A group of 9 students, $$s_1, s_2, \ldots, s_9$$, is to be divided to form three teams $$X$$, $$Y$$ and $$Z$$ of sizes 2, 3, and 4, respectively. Suppose that $$s_1$$ cannot be selected for the team $$X$$, and $$s_2$$ cannot be selected for the team $$Y$$. Then the number of ways to form such teams is ________.

First, treat the three teams $$X$$ (size $$2$$), $$Y$$ (size $$3$$) and $$Z$$ (size $$4$$) as labelled; changing a student from one team to another gives a different arrangement.

Total arrangements without any restriction
Choose the two members of $$X$$, then the three members of $$Y$$; the remaining four automatically form $$Z$$:
$$T = \binom{9}{2}\,\binom{7}{3} = 36 \times 35 = 1260.$$

Introduce two “bad” events:
  $$A$$ : student $$s_1$$ is placed in team $$X$$ (not allowed).
  $$B$$ : student $$s_2$$ is placed in team $$Y$$ (not allowed).

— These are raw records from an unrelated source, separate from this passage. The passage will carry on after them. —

//! Activation correlation over NetworkManager state-change signals.
//!
//! Activating a profile returns immediately; whether it worked is only known
//! once NetworkManager emits `Connection.Active.StateChanged` for it. The
//! correlator races three things and takes whichever resolves first:
//!
//! - the next signal on an invocation-scoped subscription
//! - the activation deadline
//! - the caller's cancellation token
//!
//! What counts as "our" signal is decided by an [`ActivationMatcher`]. The
//! deadline is never reset by unrelated signals.

use std::pin::pin;
use std::time::Duration;

use async_trait::async_trait;
use futures::{FutureExt, StreamExt, select};
use futures_timer::Delay;
use log::{debug, warn};
use tokio_util::sync::CancellationToken;
use zvariant::OwnedObjectPath;

use crate::Result;
use crate::api::models::{
    ActivationState, ConnectionError, ConnectionStateReason, connection_state_reason_to_error,
};
use crate::bus::{BusSignal, NetworkBus, SignalStream};

/// Outcome of inspecting one state-change signal.
#[derive(Debug)]
pub(crate) enum Verdict {
    /// Not ours, or not terminal yet.
    Continue,
    Success,
    Failure(ConnectionError),
}

/// Decides whether a state change settles the activation being awaited.
#[async_trait]
pub(crate) trait ActivationMatcher: Send + Sync {
    async fn evaluate(&self, path: &OwnedObjectPath, state: ActivationState, reason: u32)
    -> Verdict;

    /// Error returned when the deadline elapses first.
    fn timeout_error(&self) -> ConnectionError;
}

/// Matches any active connection: the first activated signal wins and the
/// first deactivated one fails with its reason.
///
/// Used when only one activation is in flight.
pub(crate) struct AnyActivation;

#[async_trait]
impl ActivationMatcher for AnyActivation {
    async fn evaluate(
        &self,
        _path: &OwnedObjectPath,
        state: ActivationState,
        reason: u32,
    ) -> Verdict {
        match state {
            ActivationState::Activated => Verdict::Success,
            ActivationState::Deactivated => Verdict::Failure(connection_state_reason_to_error(reason)),
            _ => Verdict::Continue,
        }
    }

    fn timeout_error(&self) -> ConnectionError {
        ConnectionError::Timeout
    }
}

/// Matches the active connection created from one settings profile.
///
/// Signals carry the active-connection path, so every activated signal
/// costs one `Connection` property read to map it back to its profile.
/// Deactivations never fail the wait: they usually belong to connections
/// torn down to make room for this one.
pub(crate) struct ProfileActivation<'a> {
    bus: &'a dyn NetworkBus,
    profile: &'a OwnedObjectPath,
}

impl<'a> ProfileActivation<'a> {
    pub(crate) fn new(bus: &'a dyn NetworkBus, profile: &'a OwnedObjectPath) -> Self {
        Self { bus, profile }
    }
}

#[async_trait]
impl ActivationMatcher for ProfileActivation<'_> {
    async fn evaluate(
        &self,
        path: &OwnedObjectPath,
        state: ActivationState,
        _reason: u32,
    ) -> Verdict {
        if state != ActivationState::Activated {
            return Verdict::Continue;
        }

        match self.bus.active_connection_profile(path).await {
            Ok(profile) if &profile == self.profile => Verdict::Success,
            Ok(profile) => {
                debug!(
                    "{} activated for unrelated profile {}",
                    path.as_str(),
                    profile.as_str()
                );
                Verdict::Continue
            }
            Err(e) => {
                warn!("Could not resolve profile of {}: {e}", path.as_str());
                Verdict::Continue
            }
        }
    }

    fn timeout_error(&self) -> ConnectionError {
        ConnectionError::HotspotTimeout
    }
}

/// Waits until `matcher` settles the activation, the deadline elapses, or
/// `cancel` fires.
///
/// The subscription is consumed and dropped on every exit path.
pub(crate) async fn await_activation<M>(
    signals: SignalStream,
    matcher: &M,
    deadline: Duration,
    cancel: &CancellationToken,
) -> Result<()>
where
    M: ActivationMatcher + ?Sized,
{
    let mut stream = signals.fuse();
    let mut timeout_delay = pin!(Delay::new(deadline).fuse());
    let mut cancelled = pin!(cancel.cancelled().fuse());

    loop {
        select! {
            _ = timeout_delay => {
                warn!("Activation timed out after {deadline:?}");
                return Err(matcher.timeout_error());
            }
            _ = cancelled => {
                debug!("Activation wait cancelled");
                return Err(ConnectionError::Cancelled);
            }
            signal_opt = stream.next() => {
                match signal_opt {
                    Some(BusSignal::ActiveStateChanged { path, state, reason }) => {
                        let state = ActivationState::from(state);
                        debug!(
                            "{} changed to {state} (reason: {})",
                            path.as_str(),
                            ConnectionStateReason::from(reason)
                        );

                        match matcher.evaluate(&path, state, reason).await {
                            Verdict::Continue => {}
                            Verdict::Success => {
                                debug!("Activation confirmed by {}", path.as_str());
                                return Ok(());
                            }
                            Verdict::Failure(e) => {
                                debug!("Activation failed: {e}");
                                return Err(e);
                            }
                        }
                    }
                    Some(BusSignal::Other { member }) => {
                        debug!("Ignoring unexpected signal {member}");
                    }
                    None => {
                        return Err(ConnectionError::Stuck("signal stream ended".into()));
                    }
                }
            }
        }
    }
}

#[cfg(test)]
mod tests {
    use super::*;
    use crate::core::testing::{FakeBus, path};
    use futures::channel::mpsc;
    use std::sync::Arc;
    use std::time::Instant;

    const ACTIVATED: u32 = 2;
    const DEACTIVATED: u32 = 4;

    fn state_changed(p: &str, state: u32, reason: u32) -> BusSignal {
        BusSignal::ActiveStateChanged {
            path: path(p),
            state,
            reason,
        }
    }

    fn scripted(signals: Vec<BusSignal>) -> (mpsc::UnboundedSender<BusSignal>, SignalStream) {
        let (tx, rx) = mpsc::unbounded();
        for s in signals {
            tx.unbounded_send(s).unwrap();
        }
        (tx, rx.boxed())
    }

    #[tokio::test]
    async fn immediate_activation_does_not_wait_for_deadline() {
        let (_tx, stream) = scripted(vec![state_changed("/a/1", ACTIVATED, 0)]);
        let start = Instant::now();

        let result = await_activation(
            stream,
            &AnyActivation,
            Duration::from_secs(30),
            &CancellationToken::new(),
        )
        .await;

        assert!(result.is_ok());
        assert!(start.elapsed() < Duration::from_secs(5));
    }

    #[tokio::test]
    async fn silent_stream_times_out_after_deadline() {
        let (_tx, stream) = scripted(Vec::new());
        let deadline = Duration::from_millis(200);
        let start = Instant::now();

        let result =
            await_activation(stream, &AnyActivation, deadline, &CancellationToken::new()).await;

        let elapsed = start.elapsed();
        assert!(matches!(result, Err(ConnectionError::Timeout)));
        assert!(elapsed >= deadline);
        assert!(elapsed < deadline + Duration::from_secs(2));
    }

    #[tokio::test]
    async fn steady_progress_signals_do_not_extend_deadline() {
        let bus = Arc::new(FakeBus::new());
        let stream = bus.subscribe_state_changes(16).await.unwrap();
        let emitter = Arc::clone(&bus);
        let drip = tokio::spawn(async move {
            for _ in 0..40 {
                tokio::time::sleep(Duration::from_millis(50)).await;
                emitter.emit(state_changed("/a/1", 1, 0));
            }
        });

        let deadline = Duration::from_millis(200);
        let start = Instant::now();
        let result =
            await_activation(stream, &AnyActivation, deadline, &CancellationToken::new()).await;
        let elapsed = start.elapsed();
        drip.abort();

        assert!(matches!(result, Err(ConnectionError::Timeout)));
        assert!(elapsed >= deadline);
        assert!(elapsed < Duration::from_millis(1500));
    }

    #[tokio::test]
    async fn intermediate_states_keep_waiting() {
        let (_tx, stream) = scripted(vec![
            state_changed("/a/1", 1, 0),
            state_changed("/a/1", 3, 0),
            state_changed("/a/1", ACTIVATED, 0),
        ]);

        let result = await_activation(
            stream,
            &AnyActivation,
            Duration::from_secs(5),
            &CancellationToken::new(),
        )
        .await;
        assert!(result.is_ok());
    }

    #[tokio::test]
    async fn deactivation_fails_with_reason() {
        // 9 = NoSecrets
        let (_tx, stream) = scripted(vec![state_changed("/a/1", DEACTIVATED, 9)]);

        let result = await_activation(
            stream,
            &AnyActivation,
            Duration::from_secs(5),
            &CancellationToken::new(),
        )
        .await;
        assert!(matches!(result, Err(ConnectionError::AuthFailed)));
    }

    #[tokio::test]
    async fn other_signals_are_skipped() {
        let (_tx, stream) = scripted(vec![
            BusSignal::Other {
                member: "PropertiesChanged".into(),
            },
            state_changed("/a/1", ACTIVATED, 0),
        ]);

        let result = await_activation(
            stream,
            &AnyActivation,
            Duration::from_secs(5),
            &CancellationToken::new(),
        )
        .await;
        assert!(result.is_ok());
    }

    #[tokio::test]
    async fn ended_stream_is_stuck() {
        let (tx, stream) = scripted(Vec::new());
        drop(tx);

        let result = await_activation(
            stream,
            &AnyActivation,
            Duration::from_secs(5),
            &CancellationToken::new(),
        )
        .await;
        assert!(matches!(result, Err(ConnectionError::Stuck(_))));
    }

    #[tokio::test]
    async fn cancellation_wins_over_deadline() {
        let (_tx, stream) = scripted(Vec::new());
        let cancel = CancellationToken::new();
        cancel.cancel();

        let result =
            await_activation(stream, &AnyActivation, Duration::from_secs(30), &cancel).await;
        assert!(matches!(result, Err(ConnectionError::Cancelled)));
    }

    #[tokio::test]
    async fn profile_matcher_resolves_active_connection() {
        let bus = FakeBus::new()
            .with_active("/active/other", "/settings/other", &[])
            .with_active("/active/mine", "/settings/mine", &[]);
        let profile = path("/settings/mine");
        let matcher = ProfileActivation::new(&bus, &profile);

        let (_tx, stream) = scripted(vec![
            state_changed("/active/other", DEACTIVATED, 2),
            state_changed("/active/other", ACTIVATED, 0),
            state_changed("/active/mine", ACTIVATED, 0),
        ]);

        let result = await_activation(
            stream,
            &matcher,
            Duration::from_secs(5),
            &CancellationToken::new(),
        )
        .await;
        assert!(result.is_ok());
    }

    #[tokio::test]
    async fn profile_matcher_times_out_as_hotspot_timeout() {
        let bus = FakeBus::new().with_active("/active/other", "/settings/other", &[]);
        let profile = path("/settings/mine");
        let matcher = ProfileActivation::new(&bus, &profile);

        let (_tx, stream) = scripted(vec![
            state_changed("/active/other", ACTIVATED, 0),
            state_changed("/active/gone", ACTIVATED, 0),
        ]);

        let result = await_activation(
            stream,
            &matcher,
            Duration::from_millis(100),
            &CancellationToken::new(),
        )
        .await;
        assert!(matches!(result, Err(ConnectionError::HotspotTimeout)));
    }
}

We need the count of arrangements that avoid both $$A$$ and $$B$$. Use the inclusion-exclusion principle:

Number of valid arrangements $$= T - |A| - |B| + |A\cap B|.$$

Count |A| (arrangements with $$s_1$$ in $$X$$)
Fix $$s_1$$ in $$X$$, pick one more member for $$X$$ from the remaining $$8$$ students, then form $$Y$$ from the remaining $$7$$ students:
$$|A| = \binom{8}{1}\,\binom{7}{3} = 8 \times 35 = 280.$$

Count |B| (arrangements with $$s_2$$ in $$Y$$)
Fix $$s_2$$ in $$Y$$, pick two more members for $$Y$$ from the remaining $$8$$ students, then form $$X$$ from the remaining $$6$$ students:
$$|B| = \binom{8}{2}\,\binom{6}{2} = 28 \times 15 = 420.$$

Count |A ∩ B| (both $$s_1$$ in $$X$$ and $$s_2$$ in $$Y$$)
Place $$s_1$$ in $$X$$ and choose one more member for $$X$$ from the $$7$$ students other than $$s_2$$: $$\binom{7}{1}=7$$.
Now $$s_2$$ is in $$Y$$; pick the remaining two members of $$Y$$ from the $$6$$ students still free: $$\binom{6}{2}=15$$.
$$|A\cap B| = 7 \times 15 = 105.$$

Apply inclusion-exclusion
$$\text{Valid arrangements}=1260 - 280 - 420 + 105 = 665.$$

Hence, the required number of ways to form the teams is 665.